Which lines of the data below include the string "iter"? Return each of them.
━━━ Entries provided ━━━
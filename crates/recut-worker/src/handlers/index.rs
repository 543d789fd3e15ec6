//! Scene indexer: merge cuts and described frames into labelled scenes.

use serde_json::json;
use tracing::info;

use recut_models::{FrameIndex, Job, Scene, SceneCuts, SceneIndex};
use recut_registry::Registry;

use crate::context::WorkerContext;
use crate::error::{WorkerError, WorkerResult};
use crate::handlers::require_ready_media;

pub async fn run(ctx: &WorkerContext, job: &Job) -> WorkerResult<serde_json::Value> {
    if let Some(existing) = ctx.registry.get_scene_index(&job.media_id).await? {
        return Ok(json!({"already_indexed": true, "scenes": existing.scenes.len()}));
    }

    let media = require_ready_media(ctx, job).await?;
    let duration = media.duration().unwrap_or(0.0);

    let cuts = ctx
        .registry
        .get_scene_cuts(&job.media_id)
        .await?
        .ok_or_else(|| WorkerError::invalid_input("scene cuts missing"))?;
    let frames = ctx
        .registry
        .get_frame_index(&job.media_id)
        .await?
        .ok_or_else(|| WorkerError::invalid_input("frame index missing"))?;

    let index = build_scene_index(&cuts, &frames, duration);
    ctx.registry.put_scene_index(&index).await?;
    info!(media_id = %media.media_id, scenes = index.scenes.len(), "Scene index stored");

    Ok(json!({"scenes": index.scenes.len()}))
}

/// Pure merge of cuts and frame descriptions into covering scenes.
///
/// Boundaries are `0, cut_1, ..., cut_n, duration`; each scene is tagged
/// with the concatenated descriptions of the frames falling inside it.
pub fn build_scene_index(cuts: &SceneCuts, frames: &FrameIndex, duration: f64) -> SceneIndex {
    let mut scenes = Vec::new();
    if duration > 0.0 {
        let mut boundaries = vec![0.0];
        boundaries.extend(cuts.cuts.iter().copied().filter(|&c| c > 0.0 && c < duration));
        boundaries.push(duration);

        for pair in boundaries.windows(2) {
            let (start, end) = (pair[0], pair[1]);
            let descriptions: Vec<&str> = frames
                .frames
                .iter()
                .filter(|f| f.t >= start && f.t < end)
                .map(|f| f.description.as_str())
                .filter(|d| !d.is_empty())
                .collect();
            scenes.push(Scene {
                start,
                end,
                description: if descriptions.is_empty() {
                    None
                } else {
                    Some(descriptions.join(" / "))
                },
            });
        }
    }

    SceneIndex {
        media_id: cuts.media_id.clone(),
        scenes,
    }
}

#[cfg(test)]
mod tests {
    use super::*;
    use recut_models::{FrameDescription, MediaId};

    fn frame(t: f64, description: &str) -> FrameDescription {
        FrameDescription {
            t,
            description: description.into(),
            confidence: None,
        }
    }

    #[test]
    fn test_no_cuts_is_one_scene() {
        let media = MediaId::new();
        let cuts = SceneCuts::empty(media.clone());
        let frames = FrameIndex {
            media_id: media,
            interval_s: 1.0,
            frames: vec![frame(1.0, "a desk"), frame(2.0, "a window")],
        };
        let index = build_scene_index(&cuts, &frames, 10.0);
        assert_eq!(index.scenes.len(), 1);
        assert!(index.covers_timeline(10.0));
        assert_eq!(index.scenes[0].description.as_deref(), Some("a desk / a window"));
    }

    #[test]
    fn test_cuts_partition_the_timeline() {
        let media = MediaId::new();
        let cuts = SceneCuts {
            media_id: media.clone(),
            cuts: vec![3.0, 7.0],
        };
        let frames = FrameIndex {
            media_id: media,
            interval_s: 1.0,
            frames: vec![frame(1.0, "intro"), frame(5.0, "middle"), frame(8.0, "outro")],
        };
        let index = build_scene_index(&cuts, &frames, 10.0);
        assert_eq!(index.scenes.len(), 3);
        assert!(index.covers_timeline(10.0));
        assert_eq!(index.scenes[0].description.as_deref(), Some("intro"));
        assert_eq!(index.scenes[1].description.as_deref(), Some("middle"));
        assert_eq!(index.scenes[2].description.as_deref(), Some("outro"));
    }

    #[test]
    fn test_frame_on_boundary_belongs_to_the_later_scene() {
        let media = MediaId::new();
        let cuts = SceneCuts {
            media_id: media.clone(),
            cuts: vec![5.0],
        };
        let frames = FrameIndex {
            media_id: media,
            interval_s: 1.0,
            frames: vec![frame(5.0, "on the cut")],
        };
        let index = build_scene_index(&cuts, &frames, 10.0);
        assert_eq!(index.scenes[0].description, None);
        assert_eq!(index.scenes[1].description.as_deref(), Some("on the cut"));
    }

    #[test]
    fn test_empty_source_has_no_scenes() {
        let media = MediaId::new();
        let cuts = SceneCuts::empty(media.clone());
        let frames = FrameIndex {
            media_id: media,
            interval_s: 1.0,
            frames: Vec::new(),
        };
        let index = build_scene_index(&cuts, &frames, 0.0);
        assert!(index.scenes.is_empty());
        assert!(index.covers_timeline(0.0));
    }

    #[test]
    fn test_out_of_range_cuts_ignored() {
        let media = MediaId::new();
        let cuts = SceneCuts {
            media_id: media.clone(),
            cuts: vec![5.0, 15.0], // 15 is past the end
        };
        let frames = FrameIndex {
            media_id: media,
            interval_s: 1.0,
            frames: Vec::new(),
        };
        let index = build_scene_index(&cuts, &frames, 10.0);
        assert_eq!(index.scenes.len(), 2);
        assert!(index.covers_timeline(10.0));
    }
}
━━━
**Solution to the problem**
        boundaries.extend(cuts.cuts.iter().copied().filter(|&c| c > 0.0 && c < duration));
                .iter()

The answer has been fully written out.